PROBLEM TO SOLVE:
Pull every line containing "enabled" from the listing below.

LISTED RECORDS Block Start

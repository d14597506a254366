//! Per-client rate limiting (admission control).
//!
//! Every client key owns one token bucket. Buckets are created full on first
//! sight, refilled continuously at the configured rate up to `burst`, and
//! evicted by a periodic sweep once idle for three sweep intervals.

use std::collections::HashMap;
use std::net::SocketAddr;
use std::sync::{Arc, Mutex};
use std::time::Duration;

use arc_swap::ArcSwap;
use axum::{
    body::Body,
    extract::{ConnectInfo, State},
    http::{HeaderMap, Request},
    middleware::Next,
    response::{IntoResponse, Response},
};
use tokio::sync::broadcast;
use tokio::time::{self, Instant};

use crate::config::validation::MAX_SWEEP_INTERVAL_SECS;
use crate::config::LimiterConfig;
use crate::http::response::ApiError;
use crate::observability::metrics;

/// Idle buckets are evicted after this many sweep intervals.
const EVICTION_INTERVALS: u32 = 3;

/// Rate and burst shared by every bucket.
#[derive(Debug, Clone, Copy, PartialEq)]
pub struct LimiterSettings {
    pub requests_per_second: f64,
    pub burst: u32,
    pub enabled: bool,
}

/// Token bucket state for a single client.
#[derive(Debug)]
struct ClientBucket {
    tokens: f64,
    last_refill_at: Instant,
    last_seen_at: Instant,
}

impl ClientBucket {
    fn full(burst: f64, now: Instant) -> Self {
        Self {
            tokens: burst,
            last_refill_at: now,
            last_seen_at: now,
        }
    }

    fn try_acquire(&mut self, now: Instant, refill_rate: f64, capacity: f64) -> bool {
        let elapsed = now.saturating_duration_since(self.last_refill_at).as_secs_f64();

        // Refill tokens
        self.tokens = (self.tokens + elapsed * refill_rate).min(capacity);
        self.last_refill_at = now;
        self.last_seen_at = now;

        if self.tokens >= 1.0 {
            self.tokens -= 1.0;
            true
        } else {
            false
        }
    }
}

/// Admission controller keyed by client.
///
/// All bucket reads and writes, including the sweep, go through one mutex.
/// Settings sit behind an `ArcSwap` so the disabled path never locks.
pub struct RateLimiter {
    settings: ArcSwap<LimiterSettings>,
    buckets: Mutex<HashMap<String, ClientBucket>>,
    sweep_interval: Duration,
    trust_proxy_headers: bool,
}

impl RateLimiter {
    pub fn new(config: &LimiterConfig) -> Self {
        let limiter = Self {
            settings: ArcSwap::from_pointee(LimiterSettings {
                requests_per_second: config.requests_per_second,
                burst: config.burst,
                enabled: config.enabled,
            }),
            buckets: Mutex::new(HashMap::new()),
            sweep_interval: config
                .sweep_interval()
                .min(Duration::from_secs(MAX_SWEEP_INTERVAL_SECS)),
            trust_proxy_headers: config.trust_proxy_headers,
        };
        tracing::debug!(
            requests_per_second = config.requests_per_second,
            burst = config.burst,
            enabled = config.enabled,
            "Rate limiter configured"
        );
        limiter
    }

    /// Replace the shared rate, burst and enabled flag.
    ///
    /// Existing buckets adopt the new values on their next refill.
    pub fn configure(&self, requests_per_second: f64, burst: u32, enabled: bool) {
        let next = LimiterSettings {
            requests_per_second,
            burst,
            enabled,
        };
        let previous = self.settings.swap(Arc::new(next));
        if *previous != next {
            tracing::info!(
                requests_per_second,
                burst,
                enabled,
                "Rate limiter reconfigured"
            );
        }
    }

    pub fn settings(&self) -> LimiterSettings {
        **self.settings.load()
    }

    /// Decide whether `client_key` may proceed, consuming one token if so.
    pub fn admit(&self, client_key: &str) -> bool {
        let settings = self.settings.load();
        if !settings.enabled {
            return true;
        }

        let burst = f64::from(settings.burst);
        let now = Instant::now();

        let mut buckets = self.buckets.lock().expect("rate limiter mutex poisoned");
        let allowed = match buckets.get_mut(client_key) {
            Some(bucket) => bucket.try_acquire(now, settings.requests_per_second, burst),
            None => {
                let bucket = buckets
                    .entry(client_key.to_owned())
                    .or_insert_with(|| ClientBucket::full(burst, now));
                bucket.try_acquire(now, settings.requests_per_second, burst)
            }
        };
        drop(buckets);

        metrics::record_admission(allowed);
        allowed
    }

    /// Idle time after which a bucket is evicted.
    pub fn eviction_threshold(&self) -> Duration {
        self.sweep_interval
            .checked_mul(EVICTION_INTERVALS)
            .unwrap_or(Duration::MAX)
    }

    /// Remove buckets idle for longer than the eviction threshold.
    /// Returns the number of evicted clients.
    pub fn evict_idle(&self) -> usize {
        let threshold = self.eviction_threshold();
        let now = Instant::now();

        let mut buckets = self.buckets.lock().expect("rate limiter mutex poisoned");
        let before = buckets.len();
        buckets.retain(|_, bucket| now.saturating_duration_since(bucket.last_seen_at) <= threshold);
        let remaining = buckets.len();
        drop(buckets);

        metrics::record_tracked_clients(remaining);
        before - remaining
    }

    /// Number of tracked clients.
    pub fn len(&self) -> usize {
        self.buckets.lock().expect("rate limiter mutex poisoned").len()
    }

    pub fn is_empty(&self) -> bool {
        self.len() == 0
    }

    /// Sweep idle clients every interval until shutdown.
    pub async fn run_sweeper(self: Arc<Self>, mut shutdown: broadcast::Receiver<()>) {
        tracing::info!(
            interval_secs = self.sweep_interval.as_secs(),
            eviction_secs = self.eviction_threshold().as_secs(),
            "Rate limiter sweeper starting"
        );

        let now = Instant::now();
        let first_sweep = now.checked_add(self.sweep_interval).unwrap_or(now);
        let mut ticker = time::interval_at(first_sweep, self.sweep_interval);
        ticker.set_missed_tick_behavior(time::MissedTickBehavior::Delay);

        loop {
            tokio::select! {
                _ = ticker.tick() => {
                    let evicted = self.evict_idle();
                    if evicted > 0 {
                        tracing::debug!(evicted, "Evicted idle rate limit clients");
                    }
                }
                _ = shutdown.recv() => {
                    tracing::info!("Rate limiter sweeper received shutdown signal, exiting loop");
                    break;
                }
            }
        }
    }

    /// Resolve the key used to bucket a request.
    pub fn client_key(&self, headers: &HeaderMap, peer: Option<SocketAddr>) -> String {
        if self.trust_proxy_headers {
            if let Some(ip) = forwarded_ip(headers) {
                return ip;
            }
        }
        peer.map(|addr| addr.ip().to_string())
            .unwrap_or_else(|| "unknown".to_string())
    }
}

fn forwarded_ip(headers: &HeaderMap) -> Option<String> {
    let forwarded_for = headers
        .get("x-forwarded-for")
        .and_then(|v| v.to_str().ok())
        .and_then(|v| v.split(',').next())
        .map(str::trim)
        .filter(|v| !v.is_empty());

    let real_ip = || {
        headers
            .get("x-real-ip")
            .and_then(|v| v.to_str().ok())
            .map(str::trim)
            .filter(|v| !v.is_empty())
    };

    forwarded_for.or_else(real_ip).map(str::to_owned)
}

/// Middleware rejecting requests from clients over their allowance.
pub async fn rate_limit_middleware(
    State(limiter): State<Arc<RateLimiter>>,
    request: Request<Body>,
    next: Next,
) -> Response {
    let peer = request
        .extensions()
        .get::<ConnectInfo<SocketAddr>>()
        .map(|ConnectInfo(addr)| *addr);
    let key = limiter.client_key(request.headers(), peer);

    if limiter.admit(&key) {
        next.run(request).await
    } else {
        tracing::warn!(client = %key, "Rate limit exceeded");
        ApiError::RateLimited.into_response()
    }
}
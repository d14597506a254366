//! Account notifications.
//!
//! Handlers never deliver notifications inline; they submit them to the
//! background task registry so the response is not held up by delivery.

pub mod notifier;

pub use notifier::{AccountEvent, LogNotifier, Notifier, NotifyError};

LISTED RECORDS Block End

SOLUTION TO THE PROBLEM:
    pub enabled: bool,
                enabled: config.enabled,
            enabled = config.enabled,
    /// Replace the shared rate, burst and enabled flag.
    pub fn configure(&self, requests_per_second: f64, burst: u32, enabled: bool) {
            enabled,
                enabled,
        if !settings.enabled {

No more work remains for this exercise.